### Work instructions
Filter the entries for the word "under". Copy each line in which it occurs.

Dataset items
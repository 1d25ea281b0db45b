use crate::common::{Value, TYPE_KEY};
use crate::convert::{JsonTranslationService, TranslationService};
use crate::document::Document;
use crate::errors::{CouchmapError, CouchmapResult, ErrorKind};
use crate::mapping::{
    DocumentValueProvider, MappedEntity, MappingContext, PersistentEntity, PersistentProperty,
    PropertyValueProvider,
};
use std::any::type_name;
use std::sync::Arc;

/// Converts entities to documents and back using their mapping metadata.
///
/// The converter is stateless apart from the shared metadata cache and the
/// translation service, so it can be cloned and used from many threads.
#[derive(Clone)]
pub struct MappingConverter {
    context: MappingContext,
    translation: Arc<dyn TranslationService>,
    type_key: Option<String>,
}

impl MappingConverter {
    pub fn new(context: MappingContext, translation: Arc<dyn TranslationService>) -> Self {
        MappingConverter {
            context,
            translation,
            type_key: None,
        }
    }

    /// Writes the entity type name under `type_key` in every written document.
    pub fn with_type_key(mut self, type_key: Option<&str>) -> Self {
        self.type_key = type_key.map(str::to_string);
        self
    }

    pub fn mapping_context(&self) -> &MappingContext {
        &self.context
    }

    pub fn translation_service(&self) -> &Arc<dyn TranslationService> {
        &self.translation
    }

    pub fn type_key(&self) -> Option<&str> {
        self.type_key.as_deref()
    }

    /// Reconstructs an entity of type `T` from `source`.
    ///
    /// Constructor arguments are bound first. Every remaining property the
    /// document carries is then assigned directly to its field; properties
    /// the document does not carry keep the value the instantiator gave them.
    pub fn read<T: MappedEntity>(&self, source: &Document) -> CouchmapResult<T> {
        let entity = self.context.persistent_entity::<T>()?;
        let provider = DocumentValueProvider::new(source);

        let mut instance = entity.instantiate(&provider).map_err(|err| {
            log::error!("Could not instantiate {}: {}", entity.name(), err);
            CouchmapError::new_with_cause(
                &format!("Could not instantiate entity of type {}", entity.name()),
                ErrorKind::ObjectMappingError,
                err,
            )
        })?;

        for property in entity.properties() {
            if entity.is_constructor_argument(property) || !provider.contains(property) {
                continue;
            }

            let value = provider.resolve(property);
            property.set_value(&mut instance, &value).map_err(|err| {
                log::error!("Could not read property {} of {}: {}", property.name(), entity.name(), err);
                CouchmapError::new_with_cause(
                    &format!(
                        "Could not read property '{}' of entity type {}",
                        property.name(),
                        entity.name()
                    ),
                    ErrorKind::ObjectMappingError,
                    err,
                )
            })?;
        }
        Ok(instance)
    }

    /// Writes `source` into `target`.
    ///
    /// A missing source leaves `target` untouched. Otherwise the target is
    /// replaced as a whole once every property converted and the document
    /// encoded; on failure it is left as it was.
    pub fn write<T: MappedEntity>(&self, source: Option<&T>, target: &mut Document) -> CouchmapResult<()> {
        let Some(source) = source else {
            return Ok(());
        };

        let entity = self.context.persistent_entity::<T>()?;
        let id_property = entity.id_property().ok_or_else(|| {
            log::error!("Entity type {} has no id property", entity.name());
            CouchmapError::new(
                &format!("ID property required for entity of type {}", entity.name()),
                ErrorKind::ObjectMappingError,
            )
        })?;

        if let Some(type_key) = &self.type_key {
            // id and version travel outside the body
            if let Some(property) = entity.properties().find(|property| {
                !property.is_id_property()
                    && !property.is_version_property()
                    && property.storage_field_name() == type_key.as_str()
            }) {
                log::error!(
                    "Property {} of {} is stored under the type key {}",
                    property.name(),
                    entity.name(),
                    type_key
                );
                return Err(CouchmapError::new(
                    &format!(
                        "Property '{}' of entity type {} is stored under the type key '{}'",
                        property.name(),
                        entity.name(),
                        type_key
                    ),
                    ErrorKind::ObjectMappingError,
                ));
            }
        }

        let id = coerce_id(write_property(&entity, id_property, source)?, entity.name())?;
        let mut staged = Document::with_id(id);
        staged.set_expiry(entity.expiry());

        if let Some(version_property) = entity.version_property() {
            let version = write_property(&entity, version_property, source)?;
            if let Some(version) = coerce_version(version, entity.name())? {
                staged.set_version(version);
            }
        }

        if let Some(type_key) = &self.type_key {
            staged.put(type_key.as_str(), entity.name());
        }

        for property in entity.properties() {
            if property.is_id_property() || property.is_version_property() {
                continue;
            }

            let value = write_property(&entity, property, source)?;
            if !value.is_null() {
                staged.put(property.storage_field_name(), value);
            }
        }

        let raw_value = self.translation.encode(&staged).map_err(|err| {
            log::error!("Could not translate {} to JSON: {}", entity.name(), err);
            CouchmapError::new_with_cause(
                &format!("Could not translate to JSON while converting {}", type_name::<T>()),
                ErrorKind::ObjectMappingError,
                err,
            )
        })?;
        staged.set_raw_value(raw_value);

        *target = staged;
        Ok(())
    }

    /// Writes `source` into a fresh document.
    pub fn to_document<T: MappedEntity>(&self, source: &T) -> CouchmapResult<Document> {
        let mut document = Document::new();
        self.write(Some(source), &mut document)?;
        Ok(document)
    }

    /// Decodes stored text and reads it as `T`, attaching id and CAS.
    pub fn read_raw<T: MappedEntity>(&self, id: &str, raw_value: &str, cas: u64) -> CouchmapResult<T> {
        let mut document = Document::with_id(id);
        if cas != 0 {
            document.set_version(cas);
        }
        self.translation.decode(raw_value, &mut document)?;
        self.read(&document)
    }
}

impl Default for MappingConverter {
    fn default() -> Self {
        MappingConverter::new(MappingContext::new(), Arc::new(JsonTranslationService::new()))
    }
}

fn write_property<T>(
    entity: &PersistentEntity<T>,
    property: &PersistentProperty<T>,
    source: &T,
) -> CouchmapResult<Value> {
    property.get_value(source).map_err(|err| {
        log::error!("Could not write property {} of {}: {}", property.name(), entity.name(), err);
        CouchmapError::new_with_cause(
            &format!(
                "Could not write property '{}' of entity type {}",
                property.name(),
                entity.name()
            ),
            ErrorKind::ObjectMappingError,
            err,
        )
    })
}

/// Default type key when type markers are enabled.
pub fn default_type_key() -> &'static str {
    TYPE_KEY
}

fn coerce_id(value: Value, entity_name: &str) -> CouchmapResult<String> {
    match value {
        Value::String(id) if !id.is_empty() => Ok(id),
        Value::I64(id) => Ok(id.to_string()),
        Value::U64(id) => Ok(id.to_string()),
        Value::String(_) | Value::Null => {
            log::error!("Entity of type {} has no id value", entity_name);
            Err(CouchmapError::new(
                &format!("ID must not be empty for entity of type {}", entity_name),
                ErrorKind::ObjectMappingError,
            ))
        }
        other => {
            log::error!("Id {} of {} cannot be converted to a string", other, entity_name);
            Err(CouchmapError::new(
                &format!(
                    "ID of type {} cannot be converted to a string for entity of type {}",
                    other.type_name(),
                    entity_name
                ),
                ErrorKind::ObjectMappingError,
            ))
        }
    }
}

// a zero CAS means "never stored"
fn coerce_version(value: Value, entity_name: &str) -> CouchmapResult<Option<u64>> {
    match value {
        Value::Null => Ok(None),
        other => match other.as_u64() {
            Some(0) => Ok(None),
            Some(version) => Ok(Some(version)),
            None => {
                log::error!("Version {} of {} is not a CAS value", other, entity_name);
                Err(CouchmapError::new(
                    &format!("Version of entity type {} must be a non-negative integer", entity_name),
                    ErrorKind::ObjectMappingError,
                ))
            }
        },
    }
}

### Solution below
    /// Writes the entity type name under `type_key` in every written document.
                    "Property {} of {} is stored under the type key {}",
                        "Property '{}' of entity type {} is stored under the type key '{}'",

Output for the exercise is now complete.